Tak, wrócił. Jemy szybką kolację z tego, co jest w lodówce. Nie zdążyłam nic zrobić wcześniej. Pyta, jak minął mi dzień. Odpowiadam, że dobrze. Dzieci grzeczne, w pracy to co zwykle. Ale on i tak wie, jak jest naprawdę. Ile mnie to kosztuje. Ta nienormalność.

Godz. 22

Rodzina śpi. Wysyłam sprawozdanie do dyrekcji. Tematyka zajęć, liczba obecnych, uwagi. Otwieram podręcznik i opracowuję kolejny temat na jutro. Zadanie po zadaniu rozpisuję zdania w Wordzie. Oszacowuję czas na wykonanie. Sumuję. Jest 60 minut. Pytania i podpowiedzi. Kopiuj – wklej idzie szybciej niż pisanie poleceń w czasie zajęć. Uczniowie są niecierpliwi. Piszą: „Już”, „Skończyłem”, „Co teraz?”, „Co dalej?”, „Jakie zadanie?”. Nie nadążam. Asekuruję się w domu. Tak mi łatwiej. Do jednej lekcji przygotowuję się dwie godziny. Wszystko dokładnie analizuję. Dopinam. W normalnych okolicznościach, po 15 latach pracy w szkole, otwieram podręcznik przed lekcją, rzucam okiem i mam w głowie gotowy scenariusz. Lekcja toczy się własnym rytmem. Spontanicznie.

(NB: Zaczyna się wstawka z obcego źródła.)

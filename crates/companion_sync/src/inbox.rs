//! Receiving half of the protocol, as run on the wearable
//!
//! Every handler tolerates redelivery: deltas are idempotent by change id,
//! operations are deduplicated by id and a re-sent batch chunk replaces the
//! earlier copy.

use crate::batch::{AssembledBatch, BatchAssembler};
use crate::cache::{ApplyOutcome, MirrorCache};
use crate::error::SyncResult;
use crate::messages::SyncMessage;
use crate::program::{generate_program, ProgramDigest, SessionGenerator, Selection, SessionRecord};
use crate::types::SyncOperation;
use std::collections::HashSet;
use std::fmt;
use std::sync::Arc;
use tracing::*;
use uuid::Uuid;

/// Batches announced by a completion marker but never received
#[derive(Debug, Clone, PartialEq, Eq)]
pub struct BatchGap {
    pub total_batches: usize,
    pub missing: Vec<usize>,
}

#[derive(Default)]
pub struct PeerInbox {
    cache: MirrorCache,
    assembler: BatchAssembler<SessionRecord>,
    generator: Option<Arc<dyn SessionGenerator>>,
    announced: Option<ProgramDigest>,
    local_digest: Option<ProgramDigest>,
    last_program: Option<AssembledBatch<SessionRecord>>,
    gaps: Vec<BatchGap>,
    operations: Vec<SyncOperation>,
    seen_operations: HashSet<Uuid>,
    duplicate_operations: usize,
}

impl fmt::Debug for PeerInbox {
    fn fmt(&self, f: &mut fmt::Formatter<'_>) -> fmt::Result {
        f.debug_struct("PeerInbox")
            .field("entries", &self.cache.values().len())
            .field("announced", &self.announced)
            .field("operations", &self.operations.len())
            .field("gaps", &self.gaps)
            .finish()
    }
}

impl PeerInbox {
    pub fn new() -> Self {
        Self::default()
    }

    /// Regenerate announced programs locally so their digest can be compared
    pub fn with_generator(generator: Arc<dyn SessionGenerator>) -> Self {
        Self {
            generator: Some(generator),
            ..Self::default()
        }
    }

    pub fn cache(&self) -> &MirrorCache {
        &self.cache
    }

    /// Program announced by the last `training_sync`
    pub fn announced(&self) -> Option<&ProgramDigest> {
        self.announced.as_ref()
    }

    /// Digest of the program as regenerated on this side
    pub fn local_digest(&self) -> Option<&ProgramDigest> {
        self.local_digest.as_ref()
    }

    pub fn last_program(&self) -> Option<&AssembledBatch<SessionRecord>> {
        self.last_program.as_ref()
    }

    pub fn gaps(&self) -> &[BatchGap] {
        &self.gaps
    }

    pub fn operations(&self) -> &[SyncOperation] {
        &self.operations
    }

    pub fn duplicate_operations(&self) -> usize {
        self.duplicate_operations
    }

    pub fn handle_bytes(&mut self, bytes: &[u8]) -> SyncResult<Option<SyncMessage>> {
        let message = SyncMessage::decode(bytes)?;
        self.handle(message)
    }

    /// Apply one message; the return value is the reply, if any
    pub fn handle(&mut self, message: SyncMessage) -> SyncResult<Option<SyncMessage>> {
        trace!(kind = message.kind(), "Peer received message");
        match message {
            SyncMessage::DeltaUpdate { .. } => {
                if let Some(change) = message.as_change() {
                    if self.cache.apply(&change) == ApplyOutcome::Duplicate {
                        debug!(change_id = %change.id, "Duplicate delta ignored");
                    }
                }
                Ok(None)
            }
            SyncMessage::TrainingSync {
                compilation_id,
                level,
                days,
                session_count,
                digest,
                ..
            } => {
                self.assembler.reset();
                self.local_digest = match &self.generator {
                    Some(generator) => {
                        let selection = Selection::new(level, days)?;
                        let sessions = generate_program(generator.as_ref(), selection);
                        Some(ProgramDigest::compute(selection.compilation_id(), &sessions)?)
                    }
                    None => None,
                };
                self.announced = Some(ProgramDigest {
                    compilation_id,
                    session_count,
                    digest,
                });
                Ok(None)
            }
            SyncMessage::TrainingSessionsBatch {
                batch_index,
                total_batches,
                sessions,
                ..
            } => {
                self.assembler.accept(batch_index, total_batches, sessions);
                Ok(None)
            }
            SyncMessage::TrainingSessionsComplete {
                total_sessions,
                total_batches,
                ..
            } => {
                let assembled = self.assembler.finish(total_batches, total_sessions);
                if !assembled.missing.is_empty() {
                    warn!(
                        total_batches,
                        missing = ?assembled.missing,
                        "Program transfer completed with missing batches"
                    );
                    self.gaps.push(BatchGap {
                        total_batches,
                        missing: assembled.missing.clone(),
                    });
                } else {
                    info!(sessions = assembled.items.len(), "Program received");
                }
                self.last_program = Some(assembled);
                Ok(None)
            }
            SyncMessage::Operation {
                id,
                op_kind,
                priority,
                payload,
                created_at,
            } => {
                if self.seen_operations.insert(id) {
                    self.operations.push(SyncOperation {
                        id,
                        kind: op_kind,
                        payload,
                        priority,
                        created_at,
                        attempts: 0,
                    });
                } else {
                    self.duplicate_operations += 1;
                    debug!(operation_id = %id, "Duplicate operation ignored");
                }
                Ok(None)
            }
            SyncMessage::Ping { timestamp } => Ok(Some(SyncMessage::Pong {
                echo: timestamp,
                timestamp,
            })),
            SyncMessage::Pong { .. } => Ok(None),
        }
    }
}

#[cfg(test)]
mod tests {
    use super::*;
    use crate::program::{ProgramGenerator, TrainingLevel};
    use crate::types::{DeltaChange, SyncPriority};
    use serde_json::json;

    #[test]
    fn duplicate_delta_is_a_noop() {
        let mut inbox = PeerInbox::new();
        let change = DeltaChange::upsert("progress.current_week", json!(6), false, 5);
        let message = SyncMessage::from_change(&change);

        inbox.handle(message.clone()).unwrap();
        let once = inbox.cache().clone();
        inbox.handle(message).unwrap();
        assert_eq!(inbox.cache(), &once);
    }

    #[test]
    fn operations_are_deduplicated_by_id() {
        let mut inbox = PeerInbox::new();
        let op = SyncOperation::new("complete_session", json!({"id": "w01d1"}), SyncPriority::UserProgress, 1);
        let message = SyncMessage::from_operation(&op);

        inbox.handle(message.clone()).unwrap();
        inbox.handle(message).unwrap();
        assert_eq!(inbox.operations().len(), 1);
        assert_eq!(inbox.duplicate_operations(), 1);
    }

    #[test]
    fn completion_with_missing_chunk_is_reported_as_gap() {
        let mut inbox = PeerInbox::new();
        let generator = ProgramGenerator;
        let session = generator.generate(TrainingLevel::Beginner, 2, 1, 1);

        inbox
            .handle(SyncMessage::TrainingSessionsBatch {
                batch_index: 0,
                total_batches: 2,
                sessions: vec![session],
                timestamp: 1,
            })
            .unwrap();
        inbox
            .handle(SyncMessage::TrainingSessionsComplete {
                total_sessions: 2,
                total_batches: 2,
                timestamp: 2,
            })
            .unwrap();

        assert_eq!(
            inbox.gaps(),
            &[BatchGap {
                total_batches: 2,
                missing: vec![1]
            }]
        );
        assert!(!inbox.last_program().unwrap().is_complete());
    }

    #[test]
    fn announcement_is_regenerated_locally() {
        let generator: Arc<dyn SessionGenerator> = Arc::new(ProgramGenerator);
        let mut inbox = PeerInbox::with_generator(generator.clone());
        let selection = Selection::new(TrainingLevel::Intermediate, 3).unwrap();
        let sessions = generate_program(generator.as_ref(), selection);
        let digest = ProgramDigest::compute(selection.compilation_id(), &sessions).unwrap();

        inbox
            .handle(SyncMessage::training_sync(&digest, TrainingLevel::Intermediate, 3, 10))
            .unwrap();
        assert_eq!(inbox.announced(), Some(&digest));
        assert_eq!(inbox.local_digest(), Some(&digest));
    }

    #[test]
    fn ping_is_answered() {
        let mut inbox = PeerInbox::new();
        let reply = inbox.handle(SyncMessage::Ping { timestamp: 99 }).unwrap();
        assert_eq!(reply, Some(SyncMessage::Pong { echo: 99, timestamp: 99 }));
    }
}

Czasem przebiegnie inaczej niż sobie zaplanowałam, ale nie teraz. Teraz jest inny czas. Trudny. Dla ucznia. Dla rodzica. Ale też dla nauczyciela, który nierzadko zaniedbuje swoje dzieci dla dobra cudzych. Bo tak trzeba, bo nauczanie to powołanie. To misja. Tak wygląda moja codzienność.

Godz. 23.55

Okrywam kołdrą malutkie ciałka. Bezbronne, delikatnie oddychające serduszka. Moje miłości. Cały świat. Słodko śpią. Pora i na mnie. Kończy się kolejny dzień Alicji po drugiej stronie lustra. Dobranoc.